Brooklyn-based MBC Group has filed applications for a four-story, eight-unit residential building at 379 Sumpter Street, in Ocean Hill. The structure will measure 5,482 square feet and its residential units should average 658 square feet apiece, indicative of rental apartments. Each floor will host two apartments, and amenities should include laundry facilities and “recreation spaces” in the cellar, as well as terraces on the fourth floor, probably in conjunction with the residences on that floor. Genaro Urueta’s Maspeth-based Studio Gallos is the architect of record. The 25-foot-wide, 2,500-square-foot lot is currently occupied by a recessed single-story structure. The Chauncey Street stop on the J/Z trains is two blocks away, while the Rockaway Avenue stop on the A/C trains is five blocks south.

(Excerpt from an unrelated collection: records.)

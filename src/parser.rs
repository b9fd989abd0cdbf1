use std::sync::LazyLock;

use regex::Regex;
use thiserror::Error;

use crate::types::{Level, LogRecord};

/// A record's text could not be decomposed into the expected fields.
#[derive(Debug, Error)]
pub enum ParseError {
    #[error("metadata line does not match the long-format header: {0:?}")]
    MalformedMetadata(String),

    #[error("unrecognized priority character {0:?}")]
    UnknownLevel(char),

    #[error("invalid pid/tid in metadata line")]
    InvalidId(#[from] std::num::ParseIntError),

    #[error("record has an empty message block")]
    EmptyMessage,
}

/// Long-format record header: `[ MM-DD HH:MM:SS.mmm  pid: tid L/Tag ]`.
/// The tag is matched lazily so tags containing spaces survive; trailing
/// whitespace before the closing bracket belongs to the frame, not the tag.
static METADATA: LazyLock<Regex> = LazyLock::new(|| {
    Regex::new(
        r"^\[\s*(\d{2}-\d{2}\s+\d{2}:\d{2}:\d{2}\.\d+)\s+(\d+)\s*:\s*(\d+)\s+([A-Z])/(.*?)\s*\]$",
    )
    .unwrap()
});

/// Parse one metadata line plus its accumulated message block into a record.
///
/// Pure: no shared state is read or written. The reader loop is the only
/// caller, but nothing here assumes that.
pub fn parse_record(metadata: &str, message: &str) -> Result<LogRecord, ParseError> {
    let caps = METADATA
        .captures(metadata)
        .ok_or_else(|| ParseError::MalformedMetadata(metadata.to_string()))?;

    // Capture groups are guaranteed by a successful match.
    let timestamp = caps[1].to_string();
    let pid: u32 = caps[2].parse()?;
    let tid: u32 = caps[3].parse()?;
    let level_char = caps[4].chars().next().unwrap_or('?');
    let level = Level::from_char(level_char).ok_or(ParseError::UnknownLevel(level_char))?;
    let tag = caps[5].to_string();

    if message.is_empty() {
        return Err(ParseError::EmptyMessage);
    }

    Ok(LogRecord {
        timestamp,
        pid,
        tid,
        level,
        tag,
        message: message.to_string(),
    })
}

#[cfg(test)]
mod tests {
    use super::*;

    #[test]
    fn test_parse_basic_record() {
        let record = parse_record(
            "[ 08-09 12:57:32.653  1319: 2754 D/WifiService ]",
            "scan requested",
        )
        .unwrap();
        assert_eq!(record.timestamp, "08-09 12:57:32.653");
        assert_eq!(record.pid, 1319);
        assert_eq!(record.tid, 2754);
        assert_eq!(record.level, Level::Debug);
        assert_eq!(record.tag, "WifiService");
        assert_eq!(record.message, "scan requested");
    }

    #[test]
    fn test_parse_multi_line_message() {
        let record = parse_record(
            "[ 01-02 03:04:05.678   100:  200 E/AndroidRuntime ]",
            "FATAL EXCEPTION: main\njava.lang.NullPointerException",
        )
        .unwrap();
        assert_eq!(record.level, Level::Error);
        assert_eq!(
            record.message,
            "FATAL EXCEPTION: main\njava.lang.NullPointerException"
        );
    }

    #[test]
    fn test_parse_tag_with_spaces() {
        let record = parse_record("[ 01-02 03:04:05.678  1: 2 I/My Tag ]", "hello").unwrap();
        assert_eq!(record.tag, "My Tag");
    }

    #[test]
    fn test_parse_pid_tid_without_padding() {
        let record = parse_record("[ 01-02 03:04:05.678 12345:12345 W/x ]", "m").unwrap();
        assert_eq!(record.pid, 12345);
        assert_eq!(record.tid, 12345);
    }

    #[test]
    fn test_parse_rejects_unbracketed_line() {
        let err = parse_record("--------- beginning of main", "m").unwrap_err();
        assert!(matches!(err, ParseError::MalformedMetadata(_)));
    }

    #[test]
    fn test_parse_rejects_truncated_header() {
        let err = parse_record("[ 08-09 12:57:32.653  1319 ]", "m").unwrap_err();
        assert!(matches!(err, ParseError::MalformedMetadata(_)));
    }

    #[test]
    fn test_parse_rejects_unknown_level() {
        let err = parse_record("[ 08-09 12:57:32.653  1: 2 Q/Tag ]", "m").unwrap_err();
        assert!(matches!(err, ParseError::UnknownLevel('Q')));
    }

    #[test]
    fn test_parse_rejects_empty_message() {
        let err = parse_record("[ 08-09 12:57:32.653  1: 2 I/Tag ]", "").unwrap_err();
        assert!(matches!(err, ParseError::EmptyMessage));
    }

    #[test]
    fn test_fields_round_trip_exactly() {
        let cases = [
            ("[ 12-31 23:59:59.999  9999: 1 V/boot ]", "v"),
            ("[ 01-01 00:00:00.000     1: 1 A/kernel ]", "panic"),
            ("[ 06-15 08:00:01.250   512: 768 F/Watchdog ]", "bark\nbark"),
        ];
        for (metadata, message) in cases {
            let record = parse_record(metadata, message).unwrap();
            assert_eq!(record.message, message);
            assert!(metadata.contains(&record.timestamp));
            assert!(metadata.contains(&record.tag));
        }
    }
}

Construction is underway on the ground floor of the 11-story, 55-unit mixed-use building being developed at 11-51 47th Avenue, in the Hunters Point section of Long Island City, located on the corner of 21st Street and Jackson Avenue. The construction can be seen in photos in a post by The Court Square Blog. Dubbed the Jackson, it will eventually measure 70,000 square feet. It will feature 1,226 square feet of retail space on the ground floor, followed by one- to four-bedroom condominiums on the floors above. On average, the apartments should measure 962 square feet apiece. Amenities are to include a fitness center, a children’s playroom, a residents’ lounge, a rooftop terrace, storage for bikes, and a 22-car parking garage. Charney Construction & Development, Ascent Development, and Tavros are the developers, while Fogarty Finger is behind the design. Completion is expected in early 2017.
Brooklyn-based property owner Anthony Wala has filed applications to expand the single-story manufacturing warehouse at 325 Calyer Street, in Greenpoint, into a four-story, 36,894-square-foot mixed-use commercial structure. Manufacturing space, making up 18,894 square feet, would be located on the ground, mezzanine, and second floors. Medical office space, totaling 18,000 square feet, would be located on the third and fourth floors. There would also be a 60-car garage on the ground floor. Jeffrey L. Kamen’s NoHo-based architectural firm is the architect of record. The 18,894-square-foot, block-thru lot is located eight blocks from the Greenpoint Avenue stop on the G train. The filings come on the heels of plans for a six-story, car repair-office building at 305 Calyer Street.
The 33-story, 419-foot-tall mixed-use building under development at 172 Madison Avenue, on the northwest corner of East 33rd Street in Midtown South, has now topped out and exterior construction is wrapping up. The update comes thanks to photos posted to the YIMBY Forums by JC_Heights. The 132,425-square-foot tower will eventually host 69 condominiums, averaging 1,795 square feet apiece and coming in one- to three-bedroom configurations. There will also be a mansion on the third floor and the tower will be topped by a four full-floor penthouses and a Sky House triplex apartment. The ground floor will have 4,361 square feet of retail space. Amenities include a swimming pool with accessory saunas and lockers (there will also be two private pools), a fitness center, a yoga/ballet room, bike storage, a children’s playroom, an entertainment lounge, a dog washing station, and private residential storage units. Tessler Developments is behind the project, and Karl Fischer is responsible for the design. Occupancy is expected this fall.
Yesterday was ‘Archmodel Wednesday’ on Instagram, which meant that YIMBY Forumers were actively posting images of several new developments. And in the background of an image containing SHoP’s 111 West 57th Street, our team of cyber-sleuths spotted another project that has not yet been revealed. 80 South Street’s massing diagram had alluded to the tower’s supertall potential, but now we have a look at an actual model of the building, though the fine-grained details remain fuzzy, which confirms that the tower will rise over 1,400 feet tall. That would make it the tallest building by roof height in Lower Manhattan, standing approximately 50 feet above the rooftop of One World Trade Center.